I wanted to try to understand why this is necessary. Is is not enough that you have the event SS-SE-### entities and the SS-HEAD? Because you will get a conflict "by always including stream header entity with every write, making it impossible to append to a stream without first having a latest Etag". Additionally, you would get conflicts by trying to insert the same SS-SE-### entity twice as well. Could you help me understand why SS-UID is also needed? :)

Davidsv avatar Aug 21 '18 13:08 Davidsv

UID is not the same as SeqID. You can use UID to implement idempotency, think prevention of duplicate form submission. Imagine, you're processing the command off the queue, it something fails between the moment you processed the command and deleting the message from the queue, the command will be retried and you re-processed it again.

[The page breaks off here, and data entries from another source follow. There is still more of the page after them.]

use crate::classify::{
    self, EquipmentClass, ParameterClass, EQUIPMENT_CLASSES, PARAMETER_CLASSES,
};
use pharmaflow_schemas::process::{DurationUnit, ProcessDefinition, ProcessStep};
use serde::Serialize;
use std::collections::{HashMap, HashSet};

/// Hard cap on side-by-side comparison; anything beyond it is dropped in
/// selection order and flagged.
pub const MAX_COMPARISON_PRODUCTS: usize = 6;

/// Headline metrics for one process.
#[derive(Debug, Clone, PartialEq, Serialize)]
pub struct ProcessSummary {
    pub step_count: usize,
    pub critical_parameter_count: usize,
    pub distinct_equipment_count: usize,
    pub total_duration_hours: f64,
}

/// Hours contributed by one step; unknown durations count as zero.
fn duration_hours(step: &ProcessStep) -> f64 {
    match step.duration {
        Some(duration) => match duration.unit {
            DurationUnit::Hours => duration.value,
            DurationUnit::Days => duration.value * 24.0,
        },
        None => 0.0,
    }
}

pub fn summarize(definition: &ProcessDefinition) -> ProcessSummary {
    let distinct_equipment: HashSet<&str> = definition
        .steps
        .iter()
        .flat_map(|step| step.equipment.iter().map(String::as_str))
        .collect();

    ProcessSummary {
        step_count: definition.steps.len(),
        critical_parameter_count: definition
            .steps
            .iter()
            .map(|step| step.critical_parameters.len())
            .sum(),
        distinct_equipment_count: distinct_equipment.len(),
        total_duration_hours: definition.steps.iter().map(duration_hours).sum(),
    }
}

/// Step-count statistics for one category.
#[derive(Debug, Clone, PartialEq, Serialize)]
pub struct CategoryStats {
    pub product_count: usize,
    pub mean_step_count: f64,
    pub min_step_count: usize,
    pub max_step_count: usize,
}

pub fn group_by_category<'a, I>(definitions: I) -> HashMap<String, CategoryStats>
where
    I: IntoIterator<Item = &'a ProcessDefinition>,
{
    struct Accumulator {
        product_count: usize,
        total_steps: usize,
        min_steps: usize,
        max_steps: usize,
    }

    let mut groups: HashMap<String, Accumulator> = HashMap::new();
    for definition in definitions {
        let steps = definition.steps.len();
        groups
            .entry(definition.category.clone())
            .and_modify(|acc| {
                acc.product_count += 1;
                acc.total_steps += steps;
                acc.min_steps = acc.min_steps.min(steps);
                acc.max_steps = acc.max_steps.max(steps);
            })
            .or_insert(Accumulator {
                product_count: 1,
                total_steps: steps,
                min_steps: steps,
                max_steps: steps,
            });
    }

    groups
        .into_iter()
        .map(|(category, acc)| {
            (
                category,
                CategoryStats {
                    product_count: acc.product_count,
                    mean_step_count: acc.total_steps as f64 / acc.product_count as f64,
                    min_step_count: acc.min_steps,
                    max_step_count: acc.max_steps,
                },
            )
        })
        .collect()
}

/// One line of a side-by-side comparison table.
#[derive(Debug, Clone, PartialEq, Serialize)]
pub struct ComparisonRow {
    pub product: String,
    pub category: String,
    pub step_count: usize,
    pub critical_parameter_count: usize,
    pub distinct_equipment_count: usize,
    pub total_duration_hours: f64,
}

#[derive(Debug, Clone, PartialEq, Serialize)]
pub struct Comparison {
    pub rows: Vec<ComparisonRow>,
    pub truncated: bool,
}

/// Summarizes the given processes in selection order, keeping at most
/// [`MAX_COMPARISON_PRODUCTS`] of them.
pub fn compare<'a, I>(definitions: I) -> Comparison
where
    I: IntoIterator<Item = &'a ProcessDefinition>,
{
    let mut rows: Vec<ComparisonRow> = Vec::new();
    let mut truncated = false;
    for definition in definitions {
        if rows.len() == MAX_COMPARISON_PRODUCTS {
            truncated = true;
            break;
        }
        let summary = summarize(definition);
        rows.push(ComparisonRow {
            product: definition.name.clone(),
            category: definition.category.clone(),
            step_count: summary.step_count,
            critical_parameter_count: summary.critical_parameter_count,
            distinct_equipment_count: summary.distinct_equipment_count,
            total_duration_hours: summary.total_duration_hours,
        });
    }
    Comparison { rows, truncated }
}

/// One classified critical parameter occurrence.
#[derive(Debug, Clone, PartialEq, Serialize)]
pub struct ParameterRecord {
    pub step: String,
    pub parameter: String,
    pub class: ParameterClass,
    pub importance: u8,
}

/// Classifies every critical parameter of every step, in step order.
/// Parameters repeated across steps stay separate records.
pub fn parameter_profile(definition: &ProcessDefinition) -> Vec<ParameterRecord> {
    definition
        .steps
        .iter()
        .flat_map(|step| {
            step.critical_parameters.iter().map(move |parameter| ParameterRecord {
                step: step.name.clone(),
                parameter: parameter.clone(),
                class: classify::classify_parameter(parameter),
                importance: classify::assess_importance(parameter),
            })
        })
        .collect()
}

/// One piece of equipment and the steps that use it.
#[derive(Debug, Clone, PartialEq)]
pub struct EquipmentRecord {
    pub equipment: String,
    pub class: EquipmentClass,
    pub usage_count: usize,
    pub steps: Vec<String>,
}

/// Collects equipment in first-use order, merging repeat mentions into
/// usage counts.
pub fn equipment_profile(definition: &ProcessDefinition) -> Vec<EquipmentRecord> {
    let mut records: Vec<EquipmentRecord> = Vec::new();
    for step in &definition.steps {
        for name in &step.equipment {
            match records.iter_mut().find(|record| record.equipment == *name) {
                Some(record) => {
                    record.usage_count += 1;
                    record.steps.push(step.name.clone());
                }
                None => records.push(EquipmentRecord {
                    equipment: name.clone(),
                    class: classify::classify_equipment(name),
                    usage_count: 1,
                    steps: vec![step.name.clone()],
                }),
            }
        }
    }
    records
}

/// Parameter-class occurrence counts in declaration order of the classes.
/// Classes with no occurrences are omitted.
pub fn parameter_class_distribution(definition: &ProcessDefinition) -> Vec<(ParameterClass, usize)> {
    let mut counts: HashMap<ParameterClass, usize> = HashMap::new();
    for step in &definition.steps {
        for parameter in &step.critical_parameters {
            *counts.entry(classify::classify_parameter(parameter)).or_default() += 1;
        }
    }
    PARAMETER_CLASSES
        .iter()
        .filter_map(|class| counts.get(class).map(|count| (*class, *count)))
        .collect()
}

/// Equipment-class occurrence counts across many processes, one count per
/// step-level mention. Classes with no occurrences are omitted.
pub fn equipment_class_distribution<'a, I>(definitions: I) -> Vec<(EquipmentClass, usize)>
where
    I: IntoIterator<Item = &'a ProcessDefinition>,
{
    let mut counts: HashMap<EquipmentClass, usize> = HashMap::new();
    for definition in definitions {
        for step in &definition.steps {
            for name in &step.equipment {
                *counts.entry(classify::classify_equipment(name)).or_default() += 1;
            }
        }
    }
    EQUIPMENT_CLASSES
        .iter()
        .filter_map(|class| counts.get(class).map(|count| (*class, *count)))
        .collect()
}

If you command has unique ID (GUID) you can use it as event UID.

yevhen avatar Aug 22 '18 05:08 yevhen

Thanks. That is a great point. Could it be optional in case idempotency is not needed and you'd want to save some space (it adds up)?

Davidsv avatar Aug 22 '18 11:08 Davidsv

sure. Just pass EventId.None

yevhen avatar Aug 22 '18 12:08 yevhen

What about deleting old UID entities, if I understand correctly there is no value in storing them?

mhertis avatar Aug 22 '18 13:08 mhertis

Well, yes. But it may not worth the hassle

yevhen avatar Aug 22 '18 14:08 yevhen

Sure. I just tried using command id for event id, it seems that we have cases where one command raise multiple events and this does not work. :)

mhertis avatar Aug 22 '18 14:08 mhertis

@mhertis use EventInclude feature instead. That will work on a batch level

yevhen avatar Aug 22 '18 19:08 yevhen

If we use EventInclude feature, included events are not considered as events by StreamStone, e.g. version is not incremented for those events and reading from stream do not return them.

What we have found and could work is that we can set the id on the first event while we left remaining events in a batch without id.

mhertis avatar Feb 27 '20 08:02 mhertis

@mhertis for sure, they are just table entities. It's just a way how Streamstone exposes ETG. Nothing more

yevhen avatar Feb 27 '20 12:02 yevhen